__Required work__
Copy out, from the entries below, each line that holds the string "flatten".

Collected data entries
mod common;

use std::fs::File;
use std::path::Path;
use std::sync::Arc;

use arrow::array::{Int64Array, StringArray};
use arrow::datatypes::{DataType, Field, Schema};
use arrow::record_batch::RecordBatch;
use climate_debunk::augment::{ContextualWordAugmenter, TextAugmenter};
use climate_debunk::config::AugmentAction;
use climate_debunk::data::{create_data_loader, load_tokenizer, process_labels, DataReader};
use climate_debunk::{pipeline, AugmentationConfig, PipelineConfig};
use parquet::arrow::ArrowWriter;
use tch::Device;
use tempfile::tempdir;

/// Writes an imbalanced Parquet file with integer labels: class 0 dominates.
fn write_imbalanced_parquet(path: &Path) {
    let mut quotes = Vec::new();
    let mut labels = Vec::new();
    for i in 0..12 {
        quotes.push(if i % 2 == 0 { "the climate is not changing" } else { "a climate text" });
        labels.push(0i64);
    }
    for _ in 0..4 {
        quotes.push("fossil fuels needed");
        labels.push(7);
    }
    let schema = Arc::new(Schema::new(vec![
        Field::new("quote", DataType::Utf8, false),
        Field::new("label", DataType::Int64, false),
    ]));
    let batch = RecordBatch::try_new(
        schema.clone(),
        vec![Arc::new(StringArray::from(quotes)), Arc::new(Int64Array::from(labels))],
    )
    .unwrap();
    let mut writer = ArrowWriter::try_new(File::create(path).unwrap(), schema, None).unwrap();
    writer.write(&batch).unwrap();
    writer.close().unwrap();
}

#[test]
fn test_contextual_augmenter_keeps_words() {
    let root = tempdir().unwrap();
    let bundle = common::write_tiny_bundle(root.path());

    let insert = ContextualWordAugmenter::from_bundle(&bundle, AugmentAction::Insert, Device::Cpu, 16, 1).unwrap();
    for _ in 0..5 {
        if let Some(variant) = insert.augment("the climate is good").unwrap() {
            let words: Vec<&str> = variant.split_whitespace().collect();
            assert_eq!(words.len(), 5);
            assert!(!variant.contains("[MASK]"));
        }
    }

    let substitute =
        ContextualWordAugmenter::from_bundle(&bundle, AugmentAction::Substitute, Device::Cpu, 16, 1).unwrap();
    if let Some(variant) = substitute.augment("warming is good").unwrap() {
        assert_eq!(variant.split_whitespace().count(), 3);
        assert_ne!(variant, "warming is good");
    }
    assert_eq!(substitute.augment("   ").unwrap(), None);
}

#[test]
fn test_augmenter_bundle_without_weights() {
    let root = tempdir().unwrap();
    let bundle = common::write_tiny_bundle(root.path());
    std::fs::remove_file(bundle.join("rust_model.ot")).unwrap();
    assert!(ContextualWordAugmenter::from_bundle(&bundle, AugmentAction::Insert, Device::Cpu, 16, 1).is_err());
}

#[test]
fn test_folds_feed_training() -> Result<(), Box<dyn std::error::Error>> {
    common::init_logger();
    let root = tempdir()?;
    let bundle = common::write_tiny_bundle(&root.path().join("bundle"));
    let data = root.path().join("train.parquet");
    write_imbalanced_parquet(&data);
    let folds = root.path().join("folds");

    let config: AugmentationConfig = serde_yaml::from_str(&format!(
        "data_path: {}\noutput_dir: {}\naugmenter_model: {}\naugment_action: insert\n\
         device: cpu\nn_splits: 2\nrandom_seed: 5\nmax_length: 16\n",
        data.display(),
        folds.display(),
        bundle.display()
    ))?;
    let artifacts = pipeline::run_augmentation(&config)?;
    assert_eq!(artifacts.len(), 2);
    assert_eq!(artifacts.iter().map(|a| a.subset_len).sum::<usize>(), 16);
    for fold in &artifacts {
        assert!(fold.subset_path.ends_with(format!("df{}.csv", fold.fold)));
        assert!(fold.balanced_path.is_file());

        let balanced = process_labels(DataReader::default().read(&fold.balanced_path, "label")?)?;
        assert_eq!(balanced.len(), fold.balanced_len);
        let counts = balanced.class_counts();
        if fold.skipped == 0 && counts.len() > 1 {
            assert_eq!(counts.values().min(), counts.values().max());
        }
    }

    let combined = DataReader::default().read_balanced_folds(&folds, "label")?;
    let expected: usize = artifacts.iter().map(|a| a.balanced_len).sum();
    assert_eq!(combined.records.len(), expected);

    common::write_quotes_csv(&root.path().join("val.csv"), "label", &[1, 1, 1, 1, 1, 1, 1, 1]);
    let pipeline_config = PipelineConfig::from_file(common::write_pipeline_config(root.path(), &bundle, &folds, 1))?;
    let tokenizer = load_tokenizer(&pipeline_config.loader.tokenizer_model)?;
    let loader = create_data_loader(&folds, &pipeline_config.loader, &tokenizer, true, 8)?;
    assert_eq!(loader.num_examples(), expected);
    Ok(())
}
use std::collections::BTreeMap;

const LAYER_PREFIX: &str = "distilbert.transformer.layer.";
const HEAD_PREFIXES: [&str; 2] = ["pre_classifier.", "classifier."];

/// Partition of named parameters into frozen and trainable groups.
///
/// The optimizer is built from [`ParameterGroups::trainable`] only.
#[derive(Debug, Clone, Default, PartialEq, Eq)]
pub struct ParameterGroups {
    pub frozen: Vec<String>,
    /// Trainable encoder parameters keyed by layer index.
    pub trainable_encoder: BTreeMap<usize, Vec<String>>,
    pub head: Vec<String>,
}

impl ParameterGroups {
    /// Names of every parameter that receives updates.
    pub fn trainable(&self) -> Vec<&str> {
        self.trainable_encoder
            .values()
            .flatten()
            .chain(&self.head)
            .map(String::as_str)
            .collect()
    }

    pub fn trainable_layers(&self) -> Vec<usize> {
        self.trainable_encoder.keys().copied().collect()
    }

    pub fn is_trainable(&self, name: &str) -> bool {
        self.head.iter().any(|n| n == name)
            || self.trainable_encoder.values().flatten().any(|n| n == name)
    }
}

fn encoder_layer(name: &str) -> Option<usize> {
    let rest = name.strip_prefix(LAYER_PREFIX)?;
    rest.split('.').next()?.parse().ok()
}

/// Splits parameter names so that the last `num_trainable_layers` encoder
/// layers (indices `total_layers - num_trainable_layers ..total_layers`)
/// and the classification head are trainable. Everything else, including
/// embeddings, is frozen.
pub fn partition_parameters<'a, I>(names: I, total_layers: usize, num_trainable_layers: usize) -> ParameterGroups
where
    I: IntoIterator<Item = &'a str>,
{
    let first_trainable = total_layers.saturating_sub(num_trainable_layers);
    let mut groups = ParameterGroups::default();
    let mut names: Vec<&str> = names.into_iter().collect();
    names.sort_unstable();

    for name in names {
        if HEAD_PREFIXES.iter().any(|prefix| name.starts_with(prefix)) {
            groups.head.push(name.to_string());
            continue;
        }
        match encoder_layer(name) {
            Some(layer) if layer >= first_trainable && layer < total_layers => {
                groups
                    .trainable_encoder
                    .entry(layer)
                    .or_default()
                    .push(name.to_string());
            }
            _ => groups.frozen.push(name.to_string()),
        }
    }
    groups
}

__Result of the exercise__
            .flatten()
            || self.trainable_encoder.values().flatten().any(|n| n == name)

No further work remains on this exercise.